You're all amazing people here. I'm so sorry so many people go through this. I wouldn't wish it on my worst enemy.

lockman

laylaw wrote: »

I've seen a few posts about support groups in ireland. Just wondering if anyone knows of any that meet in person. I feel like meeting even just one other person in person who has this condition might help me.

You're all amazing people here. I'm so sorry so many people go through this. I wouldn't wish it on my worst enemy.

Laylaw, I am very sorry to hear your condition has worsened. Hopefully you can get a good consultant and team to help you out. The step you have taken with regard to counselling can only be a positive thing. Hope it helps.

Laylaw raises a very interesting point about (the lack of) support groups in Ireland for HS. A general question to all: do people think an Irish support group would be worthwhile? Do you all think it would be beneficial? Feel free to pm me or post here about this. I think the idea has plenty of merit and would be willing to put in some work on this. I would be very interested in hearing your thoughts on this.

In the meantime, The Irish Skin Foundation (http://irishskinfoundation.ie/) is a recently formed group that aims to help those affected by skin conditions in Ireland. They have relatively recently updated their site to include a section on HS. The link appears to be down as I write but it is essentially a link to the British Association of Dermatologists (http://www.bad.org.uk/).

PorridgeHead

Hi LayLaw.
I am sorry to hear that things are so difficult for you recently.
I am more concerned about the comment you made about the St Vincents Medicos!

My daughter attends Prof Brian Kirby in Vincents Private. Lockman has recently referred to some research by Prof Kirby.
If Private isn't an option (but we thought it best to bite the bullet for faster treatment), you could try Dr. Paul Collins who works out of St Vincents and St Michaels Dun Laoghaire. http://www.ucd.ie/medicine/ourresearch/researchcentres/ucdcharlesinstituteofdermatology/aboutus/meettheboard/

He is part of the Charles Institute. http://cdschc.ie/about/the-charles-institute/

Pumpkinseeds

Just curious to know if anyone else with HS has problems with sweating? I've had the glands in the left armpit removed years ago and for years the ones under the right arm didn't sweat at all, but they have done for the past 2 years, not excessively though.

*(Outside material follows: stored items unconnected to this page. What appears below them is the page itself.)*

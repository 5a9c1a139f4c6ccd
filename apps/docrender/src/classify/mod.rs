//! Role classifier — assigns a semantic role to every line of a document.
//!
//! Classification is total: every line gets exactly one role, and lines that
//! no heuristic claims degrade to plain body text. Output has the same length
//! and order as the input.

pub mod patterns;
pub(crate) mod rules;

use std::collections::BTreeMap;

use serde::{Deserialize, Serialize};
use tracing::debug;

use crate::classify::patterns::{section_keyword, strip_bullet};
use crate::classify::rules::{rules_for, LineContext};
use crate::models::document::{ClassifiedLine, DocumentType, Role};

/// Length cutoffs used by the heuristics, in characters.
///
/// The defaults are carried-over magic numbers with no documented derivation.
/// They are exposed so product can tune them, not because they are known-good.
#[derive(Debug, Clone, Copy, PartialEq, Eq, Serialize, Deserialize)]
pub struct ClassifierThresholds {
    /// Resume: a keyword line shorter than this is a section header.
    pub section_header_max_len: usize,
    /// Resume: a line with a comma shorter than this is a sub-header.
    pub sub_header_max_len: usize,
    /// Cover letter: a first line shorter than this is the title.
    pub title_max_len: usize,
    /// Cover letter: a closing phrase line must be shorter than this.
    pub closing_max_len: usize,
}

impl Default for ClassifierThresholds {
    fn default() -> Self {
        Self {
            section_header_max_len: 50,
            sub_header_max_len: 60,
            title_max_len: 50,
            closing_max_len: 30,
        }
    }
}

#[derive(Debug, Clone, Copy, Default)]
pub struct Classifier {
    thresholds: ClassifierThresholds,
}

impl Classifier {
    pub fn new(thresholds: ClassifierThresholds) -> Self {
        Self { thresholds }
    }

    pub fn thresholds(&self) -> &ClassifierThresholds {
        &self.thresholds
    }

    /// Classifies `lines` in order. Never fails.
    pub fn classify<S: AsRef<str>>(&self, lines: &[S], doc_type: DocumentType) -> Vec<ClassifiedLine> {
        let rules = rules_for(doc_type);
        let fallback = Role::default_for(doc_type);
        let mut active_section: Option<&'static str> = None;

        let classified: Vec<ClassifiedLine> = lines
            .iter()
            .enumerate()
            .map(|(index, line)| {
                let text = line.as_ref().trim();
                let ctx = LineContext {
                    text,
                    lower: text.to_lowercase(),
                    index,
                    char_len: text.chars().count(),
                    section_active: active_section.is_some(),
                    bulleted: strip_bullet(text).is_some(),
                };

                let role = rules
                    .iter()
                    .find(|rule| (rule.matches)(&ctx, &self.thresholds))
                    .map_or(fallback, |rule| rule.role);

                if role == Role::SectionHeader {
                    active_section = section_keyword(&ctx.lower);
                }

                let text = match role {
                    Role::Bullet => strip_bullet(text).unwrap_or(text),
                    _ => text,
                };

                ClassifiedLine {
                    text: text.to_string(),
                    role,
                    section: active_section.map(str::to_string),
                }
            })
            .collect();

        debug!(
            doc_type = %doc_type,
            lines = classified.len(),
            roles = ?role_counts(&classified),
            "Classification complete"
        );
        classified
    }
}

/// Classifies with the default thresholds.
pub fn classify<S: AsRef<str>>(lines: &[S], doc_type: DocumentType) -> Vec<ClassifiedLine> {
    Classifier::default().classify(lines, doc_type)
}

fn role_counts(lines: &[ClassifiedLine]) -> BTreeMap<String, usize> {
    let mut counts = BTreeMap::new();
    for line in lines {
        *counts.entry(format!("{:?}", line.role)).or_insert(0) += 1;
    }
    counts
}

#[cfg(test)]
mod tests {
    use super::*;

    fn roles(lines: &[&str], doc_type: DocumentType) -> Vec<Role> {
        classify(lines, doc_type).into_iter().map(|l| l.role).collect()
    }

    // ── resume ──────────────────────────────────────────────────────────────

    #[test]
    fn test_resume_reference_scenario() {
        let lines = [
            "JOHN DOE",
            "john@x.com",
            "EXPERIENCE",
            "Engineer at Acme, 2020-2022",
            "- Built things",
        ];
        assert_eq!(
            roles(&lines, DocumentType::Resume),
            vec![
                Role::Name,
                Role::ContactInfo,
                Role::SectionHeader,
                Role::SubHeader,
                Role::Bullet
            ]
        );
    }

    #[test]
    fn test_bullet_marker_is_stripped() {
        let out = classify(&["Jane Roe", "SKILLS", "•   Rust and Go"], DocumentType::Resume);
        assert_eq!(out[2].role, Role::Bullet);
        assert_eq!(out[2].text, "Rust and Go");
    }

    #[test]
    fn test_name_only_on_first_line() {
        let out = roles(&["Summary Of Work", "John Doe"], DocumentType::Resume);
        assert_eq!(out[0], Role::Name);
        assert_eq!(out[1], Role::Body);
    }

    #[test]
    fn test_lowercase_first_line_is_not_a_name() {
        let out = roles(&["results-driven engineer"], DocumentType::Resume);
        assert_eq!(out, vec![Role::Body]);
    }

    #[test]
    fn test_sub_header_requires_active_section() {
        let out = roles(&["Jane Roe", "Acme Inc, Remote"], DocumentType::Resume);
        assert_eq!(out[1], Role::Body);

        let out = roles(&["Jane Roe", "Education", "Stanford University"], DocumentType::Resume);
        assert_eq!(out[2], Role::SubHeader);
    }

    #[test]
    fn test_long_keyword_line_is_body_unless_colon_or_upper() {
        let prose = "I bring over ten years of experience building distributed systems at scale";
        let out = roles(&["Jane Roe", prose], DocumentType::Resume);
        assert_eq!(out[1], Role::Body);

        let with_colon = format!("{prose}:");
        let out = roles(&["Jane Roe", with_colon.as_str()], DocumentType::Resume);
        assert_eq!(out[1], Role::SectionHeader);
    }

    #[test]
    fn test_long_upper_case_keyword_line_is_section_header() {
        let shouted = "TECHNICAL SKILLS AND DISTRIBUTED SYSTEMS ENGINEERING EXPERTISE";
        assert!(shouted.chars().count() >= 50);
        assert!(!shouted.ends_with(':'));
        let out = roles(&["Jane Roe", shouted], DocumentType::Resume);
        assert_eq!(out[1], Role::SectionHeader);

        let calm = "Technical skills and distributed systems engineering expertise";
        let out = roles(&["Jane Roe", calm], DocumentType::Resume);
        assert_eq!(out[1], Role::Body);
    }

    #[test]
    fn test_month_line_in_section_is_sub_header() {
        let out = roles(&["Jane Roe", "Experience", "June 2021 – Acme"], DocumentType::Resume);
        assert_eq!(out[2], Role::SubHeader);

        let out = roles(&["Jane Roe", "June 2021 – Acme"], DocumentType::Resume);
        assert_eq!(out[1], Role::Body);
    }

    #[test]
    fn test_portfolio_line_is_contact() {
        let out = roles(&["Jane Roe", "Portfolio: janeroe.design"], DocumentType::Resume);
        assert_eq!(out[1], Role::ContactInfo);
    }

    #[test]
    fn test_contact_wins_over_section_header() {
        let out = roles(&["Jane Roe", "Contact: jane@roe.dev"], DocumentType::Resume);
        assert_eq!(out[1], Role::ContactInfo);
    }

    #[test]
    fn test_header_rules_outrank_bullet_rule() {
        let out = classify(
            &["Jane Roe", "EXPERIENCE", "- Engineer at Acme Inc, 2020-2022", "* SKILLS", "- Shipped it"],
            DocumentType::Resume,
        );
        assert_eq!(out[2].role, Role::SubHeader);
        assert_eq!(out[2].text, "- Engineer at Acme Inc, 2020-2022");
        assert_eq!(out[3].role, Role::SectionHeader);
        assert_eq!(out[3].text, "* SKILLS");
        assert_eq!(out[3].section.as_deref(), Some("skills"));
        assert_eq!(out[4].role, Role::Bullet);
        assert_eq!(out[4].text, "Shipped it");
    }

    #[test]
    fn test_marker_only_line_keeps_text_as_body() {
        let out = classify(&["Jane Roe", "-"], DocumentType::Resume);
        assert_eq!(out[1].role, Role::Body);
        assert_eq!(out[1].text, "-");
    }

    #[test]
    fn test_section_tracks_latest_header() {
        let out = classify(
            &["Jane Roe", "Skills", "- Rust", "Projects", "- docrender"],
            DocumentType::Resume,
        );
        assert_eq!(out[0].section, None);
        assert_eq!(out[1].section.as_deref(), Some("skills"));
        assert_eq!(out[2].section.as_deref(), Some("skills"));
        assert_eq!(out[4].section.as_deref(), Some("projects"));
    }

    #[test]
    fn test_custom_thresholds_change_outcome() {
        let classifier = Classifier::new(ClassifierThresholds {
            section_header_max_len: 5,
            ..ClassifierThresholds::default()
        });
        let out = classifier.classify(&["Jane Roe", "Work Experience"], DocumentType::Resume);
        assert_eq!(out[1].role, Role::Body);
    }

    // ── cover letter ────────────────────────────────────────────────────────

    #[test]
    fn test_cover_letter_reference_scenario() {
        let lines = [
            "Cover Letter",
            "January 1, 2024",
            "Dear Hiring Manager,",
            "I am excited...",
            "Sincerely,",
        ];
        assert_eq!(
            roles(&lines, DocumentType::CoverLetter),
            vec![
                Role::Title,
                Role::Date,
                Role::Salutation,
                Role::Paragraph,
                Role::Closing
            ]
        );
    }

    #[test]
    fn test_cover_letter_contact_and_numeric_dates() {
        let out = roles(
            &["Application", "2024-03-01", "jane@roe.dev | 555-123-4567", "03/01/2024"],
            DocumentType::CoverLetter,
        );
        assert_eq!(out, vec![Role::Title, Role::Date, Role::ContactInfo, Role::Date]);
    }

    #[test]
    fn test_long_closing_phrase_is_paragraph() {
        let line = "Thank you for considering my application for this role.";
        let out = roles(&["Cover Letter", line], DocumentType::CoverLetter);
        assert_eq!(out[1], Role::Paragraph);
    }

    #[test]
    fn test_cover_letter_lines_have_no_section() {
        let out = classify(&["Cover Letter", "Experience"], DocumentType::CoverLetter);
        assert!(out.iter().all(|l| l.section.is_none()));
    }

    // ── totality ────────────────────────────────────────────────────────────

    #[test]
    fn test_every_line_gets_a_native_role() {
        let lines = [
            "",
            "   ",
            "🙂🙂🙂",
            "*",
            "1234567",
            "ÉDUCATION",
            "dear",
            "regards",
            "a,b",
        ];
        for doc_type in [DocumentType::Resume, DocumentType::CoverLetter] {
            let out = classify(&lines, doc_type);
            assert_eq!(out.len(), lines.len());
            assert!(out.iter().all(|l| l.role.belongs_to(doc_type)));
        }
    }

    #[test]
    fn test_accepts_owned_strings() {
        let lines = vec!["JANE ROE".to_string(), "Skills".to_string()];
        let out = classify(&lines, DocumentType::Resume);
        assert_eq!(out[0].role, Role::Name);
    }
}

In humid weather, especially Summer, I get very red faced and the glands around my jaw line are hot. I seem to sweat more around my head than anywhere. It's very embarrassing and the odd time I looked like I just stepped out of the shower:(:D

lockman

Pumpkinseeds wrote: »

Just curious to know if anyone else with HS has problems with sweating? I've had the glands in the left armpit removed years ago and for years the ones under the right arm didn't sweat at all, but they have done for the past 2 years, not excessively though.

In humid weather, especially Summer, I get very red faced and the glands around my jaw line are hot. I seem to sweat more around my head than anywhere. It's very embarrassing and the odd time I looked like I just stepped out of the shower:(:D

Yes, I too have a problem with excessive sweating. I've had the sweat glands removed from both armpits, and ever since, my body seems to be trying to compensate elsewhere, especially in the small of the back.

The humid weather really promotes sweating for me also, and after a brief, brisk walk in warm weather, I too look like I've just come out of the shower.

Anyway, the removal of the glands seems to have kept the HS at bay in the armpit region at least for me.

lockman

Another excellent overview of HS from Danish dermatologist GBE Jemec and his colleagues has just been published:
http://www.ncbi.nlm.nih.gov/pubmed/24567417

The paper is free to access and may be found here:
http://www.ncbi.nlm.nih.gov/pmc/articles/PMC3963556/

As I mentioned in a previous post, Jemec is considered by many to be one of the foremost authorities in the world on HS

Jemec's co-authors on this paper have also published widely on the condition so here are 3 widely published experts on the condition giving their current views on it.

I really appreciated the focus on the quality-of-life and work disability of HS sufferers in this paper.